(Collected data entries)
□ □ □
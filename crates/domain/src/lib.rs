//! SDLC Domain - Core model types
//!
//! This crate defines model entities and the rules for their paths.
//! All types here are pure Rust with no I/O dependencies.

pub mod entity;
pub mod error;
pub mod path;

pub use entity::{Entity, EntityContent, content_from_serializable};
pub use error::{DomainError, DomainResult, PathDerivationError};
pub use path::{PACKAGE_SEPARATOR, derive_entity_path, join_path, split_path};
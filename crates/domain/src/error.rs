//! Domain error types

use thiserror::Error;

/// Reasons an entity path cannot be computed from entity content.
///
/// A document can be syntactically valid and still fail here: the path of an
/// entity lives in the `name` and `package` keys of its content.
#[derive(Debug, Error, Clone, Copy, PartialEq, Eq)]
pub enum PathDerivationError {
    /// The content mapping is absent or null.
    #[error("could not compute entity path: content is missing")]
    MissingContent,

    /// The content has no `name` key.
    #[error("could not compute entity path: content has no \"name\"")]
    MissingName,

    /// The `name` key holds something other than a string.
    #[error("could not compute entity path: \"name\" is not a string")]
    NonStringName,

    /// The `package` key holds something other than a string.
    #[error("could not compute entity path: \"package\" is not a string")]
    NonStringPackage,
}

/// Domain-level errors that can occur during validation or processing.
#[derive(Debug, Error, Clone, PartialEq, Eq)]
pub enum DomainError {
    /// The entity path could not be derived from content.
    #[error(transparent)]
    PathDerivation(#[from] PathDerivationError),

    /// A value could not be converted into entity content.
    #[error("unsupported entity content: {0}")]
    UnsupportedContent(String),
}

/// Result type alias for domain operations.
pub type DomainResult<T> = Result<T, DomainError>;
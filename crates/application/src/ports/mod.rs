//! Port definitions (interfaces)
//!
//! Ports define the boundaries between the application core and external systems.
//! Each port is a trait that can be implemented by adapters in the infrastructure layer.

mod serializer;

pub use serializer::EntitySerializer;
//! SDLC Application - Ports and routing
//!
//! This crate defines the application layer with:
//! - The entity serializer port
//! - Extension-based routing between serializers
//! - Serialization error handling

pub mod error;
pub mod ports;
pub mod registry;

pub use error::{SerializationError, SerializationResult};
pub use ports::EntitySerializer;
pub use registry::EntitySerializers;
□ □ □
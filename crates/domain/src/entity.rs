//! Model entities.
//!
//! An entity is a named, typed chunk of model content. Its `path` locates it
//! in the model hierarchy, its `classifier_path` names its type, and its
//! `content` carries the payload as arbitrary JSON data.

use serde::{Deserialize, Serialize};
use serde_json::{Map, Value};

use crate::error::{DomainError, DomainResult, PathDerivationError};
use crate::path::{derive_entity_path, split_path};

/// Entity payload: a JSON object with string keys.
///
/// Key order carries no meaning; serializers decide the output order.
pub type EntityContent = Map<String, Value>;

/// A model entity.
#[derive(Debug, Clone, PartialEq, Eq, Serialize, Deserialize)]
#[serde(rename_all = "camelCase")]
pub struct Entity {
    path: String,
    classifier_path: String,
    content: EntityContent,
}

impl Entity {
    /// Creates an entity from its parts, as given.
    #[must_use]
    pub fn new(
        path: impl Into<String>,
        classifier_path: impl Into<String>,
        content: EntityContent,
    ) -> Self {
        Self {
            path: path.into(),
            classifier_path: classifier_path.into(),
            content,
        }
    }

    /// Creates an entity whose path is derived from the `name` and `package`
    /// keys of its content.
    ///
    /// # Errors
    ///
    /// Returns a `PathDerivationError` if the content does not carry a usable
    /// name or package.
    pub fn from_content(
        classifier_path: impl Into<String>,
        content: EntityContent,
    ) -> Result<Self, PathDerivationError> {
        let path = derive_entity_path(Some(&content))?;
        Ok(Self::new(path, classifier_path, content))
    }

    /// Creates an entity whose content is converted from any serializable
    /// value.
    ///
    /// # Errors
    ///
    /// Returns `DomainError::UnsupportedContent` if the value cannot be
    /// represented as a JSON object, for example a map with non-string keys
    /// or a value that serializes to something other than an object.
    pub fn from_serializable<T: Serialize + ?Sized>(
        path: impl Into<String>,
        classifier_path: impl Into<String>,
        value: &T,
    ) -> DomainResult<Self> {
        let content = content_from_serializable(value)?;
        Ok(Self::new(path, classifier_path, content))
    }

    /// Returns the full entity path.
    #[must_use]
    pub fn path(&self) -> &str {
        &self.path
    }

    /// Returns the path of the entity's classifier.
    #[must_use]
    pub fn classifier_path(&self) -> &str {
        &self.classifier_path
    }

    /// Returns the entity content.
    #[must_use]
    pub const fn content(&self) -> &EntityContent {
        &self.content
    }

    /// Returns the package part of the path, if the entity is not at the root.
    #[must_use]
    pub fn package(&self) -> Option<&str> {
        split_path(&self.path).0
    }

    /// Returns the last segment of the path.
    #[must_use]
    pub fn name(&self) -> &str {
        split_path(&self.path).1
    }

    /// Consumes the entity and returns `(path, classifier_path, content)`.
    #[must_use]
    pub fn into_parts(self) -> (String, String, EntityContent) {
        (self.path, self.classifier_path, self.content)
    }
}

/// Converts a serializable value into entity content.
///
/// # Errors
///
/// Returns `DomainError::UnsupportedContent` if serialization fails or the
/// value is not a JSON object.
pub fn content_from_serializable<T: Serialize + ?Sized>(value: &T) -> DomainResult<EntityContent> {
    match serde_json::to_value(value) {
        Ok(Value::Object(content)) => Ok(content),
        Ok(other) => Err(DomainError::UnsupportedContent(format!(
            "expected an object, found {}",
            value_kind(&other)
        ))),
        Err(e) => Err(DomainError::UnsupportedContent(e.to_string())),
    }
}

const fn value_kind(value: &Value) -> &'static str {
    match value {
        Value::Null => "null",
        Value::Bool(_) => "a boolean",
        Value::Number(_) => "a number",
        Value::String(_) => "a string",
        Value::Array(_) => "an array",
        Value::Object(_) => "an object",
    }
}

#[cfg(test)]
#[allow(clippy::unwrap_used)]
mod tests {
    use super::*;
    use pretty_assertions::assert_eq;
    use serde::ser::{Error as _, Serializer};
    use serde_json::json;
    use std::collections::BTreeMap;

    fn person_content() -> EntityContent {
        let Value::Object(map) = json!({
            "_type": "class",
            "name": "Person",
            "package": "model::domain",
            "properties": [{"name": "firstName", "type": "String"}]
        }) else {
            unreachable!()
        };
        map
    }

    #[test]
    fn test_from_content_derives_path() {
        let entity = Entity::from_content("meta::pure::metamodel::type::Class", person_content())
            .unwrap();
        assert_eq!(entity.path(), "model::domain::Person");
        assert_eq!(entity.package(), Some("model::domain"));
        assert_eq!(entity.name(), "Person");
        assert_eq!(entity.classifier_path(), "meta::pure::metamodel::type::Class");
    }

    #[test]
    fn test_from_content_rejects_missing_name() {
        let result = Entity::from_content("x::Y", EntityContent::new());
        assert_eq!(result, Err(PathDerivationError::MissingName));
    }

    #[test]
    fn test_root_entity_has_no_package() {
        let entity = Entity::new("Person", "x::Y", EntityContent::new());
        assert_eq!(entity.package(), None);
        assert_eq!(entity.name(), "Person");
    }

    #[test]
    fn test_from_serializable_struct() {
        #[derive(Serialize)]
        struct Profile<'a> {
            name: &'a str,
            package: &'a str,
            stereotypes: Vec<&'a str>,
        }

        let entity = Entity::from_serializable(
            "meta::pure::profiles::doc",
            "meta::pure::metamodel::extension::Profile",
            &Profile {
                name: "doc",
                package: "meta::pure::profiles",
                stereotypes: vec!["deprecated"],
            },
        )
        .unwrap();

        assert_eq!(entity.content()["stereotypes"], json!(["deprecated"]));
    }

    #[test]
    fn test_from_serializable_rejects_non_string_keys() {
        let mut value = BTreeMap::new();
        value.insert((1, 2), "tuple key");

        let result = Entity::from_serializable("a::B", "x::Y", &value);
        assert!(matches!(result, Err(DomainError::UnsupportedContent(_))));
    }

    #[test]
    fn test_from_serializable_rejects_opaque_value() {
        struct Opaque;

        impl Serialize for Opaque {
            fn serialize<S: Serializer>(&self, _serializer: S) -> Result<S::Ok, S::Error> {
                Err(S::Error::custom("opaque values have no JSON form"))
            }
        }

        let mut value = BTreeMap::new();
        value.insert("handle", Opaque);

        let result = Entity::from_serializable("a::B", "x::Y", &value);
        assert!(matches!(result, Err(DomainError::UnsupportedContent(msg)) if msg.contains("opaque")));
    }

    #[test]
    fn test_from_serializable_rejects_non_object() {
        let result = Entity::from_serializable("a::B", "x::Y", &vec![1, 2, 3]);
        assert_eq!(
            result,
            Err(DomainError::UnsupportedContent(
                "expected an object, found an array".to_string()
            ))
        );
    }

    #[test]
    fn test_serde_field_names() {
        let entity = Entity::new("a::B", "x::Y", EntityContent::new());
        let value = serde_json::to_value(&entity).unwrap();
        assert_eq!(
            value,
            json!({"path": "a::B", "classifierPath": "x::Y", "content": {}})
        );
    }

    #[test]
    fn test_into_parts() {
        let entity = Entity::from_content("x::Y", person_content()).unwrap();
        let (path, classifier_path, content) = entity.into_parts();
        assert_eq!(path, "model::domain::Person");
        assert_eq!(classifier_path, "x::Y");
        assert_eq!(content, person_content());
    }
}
□ □ □
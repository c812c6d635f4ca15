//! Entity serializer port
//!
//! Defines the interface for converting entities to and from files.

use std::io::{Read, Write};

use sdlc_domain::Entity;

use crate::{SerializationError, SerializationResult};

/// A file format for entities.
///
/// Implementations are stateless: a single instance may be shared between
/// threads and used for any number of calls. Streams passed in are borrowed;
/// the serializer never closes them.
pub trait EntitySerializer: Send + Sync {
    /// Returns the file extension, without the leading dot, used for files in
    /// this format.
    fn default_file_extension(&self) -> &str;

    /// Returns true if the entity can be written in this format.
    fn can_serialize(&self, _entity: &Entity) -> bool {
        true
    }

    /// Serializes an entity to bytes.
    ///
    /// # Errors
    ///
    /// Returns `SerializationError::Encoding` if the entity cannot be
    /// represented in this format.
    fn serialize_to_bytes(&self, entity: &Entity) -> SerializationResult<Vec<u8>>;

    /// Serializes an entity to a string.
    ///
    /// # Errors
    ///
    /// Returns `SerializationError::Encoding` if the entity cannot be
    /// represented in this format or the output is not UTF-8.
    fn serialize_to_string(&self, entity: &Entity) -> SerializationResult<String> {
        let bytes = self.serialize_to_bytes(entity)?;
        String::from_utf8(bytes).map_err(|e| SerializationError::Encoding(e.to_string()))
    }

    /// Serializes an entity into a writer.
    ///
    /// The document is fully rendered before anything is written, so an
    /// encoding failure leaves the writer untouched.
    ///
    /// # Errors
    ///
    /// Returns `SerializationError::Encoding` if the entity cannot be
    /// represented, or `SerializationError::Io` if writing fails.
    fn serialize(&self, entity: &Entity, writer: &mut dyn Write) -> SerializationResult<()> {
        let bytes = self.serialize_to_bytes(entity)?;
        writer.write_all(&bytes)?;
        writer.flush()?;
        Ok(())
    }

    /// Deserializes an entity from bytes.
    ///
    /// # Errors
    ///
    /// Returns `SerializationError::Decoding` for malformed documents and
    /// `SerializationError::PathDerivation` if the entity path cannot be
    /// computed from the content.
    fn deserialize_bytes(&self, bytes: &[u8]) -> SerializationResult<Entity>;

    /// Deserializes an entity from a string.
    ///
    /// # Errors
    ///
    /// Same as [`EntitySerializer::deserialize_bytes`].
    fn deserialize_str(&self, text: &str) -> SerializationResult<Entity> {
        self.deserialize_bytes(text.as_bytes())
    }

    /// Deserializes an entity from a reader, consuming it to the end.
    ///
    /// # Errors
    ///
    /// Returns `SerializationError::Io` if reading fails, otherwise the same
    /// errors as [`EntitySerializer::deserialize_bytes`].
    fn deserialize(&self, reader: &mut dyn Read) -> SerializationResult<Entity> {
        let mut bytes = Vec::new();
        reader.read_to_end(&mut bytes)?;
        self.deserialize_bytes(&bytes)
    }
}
□ □ □
• [What you are asked to do]
When a line in the records above holds "entities", that line is to be reported.

• [Output below]
//! This crate defines model entities and the rules for their paths.
//! Model entities.
//! Defines the interface for converting entities to and from files.
/// A file format for entities.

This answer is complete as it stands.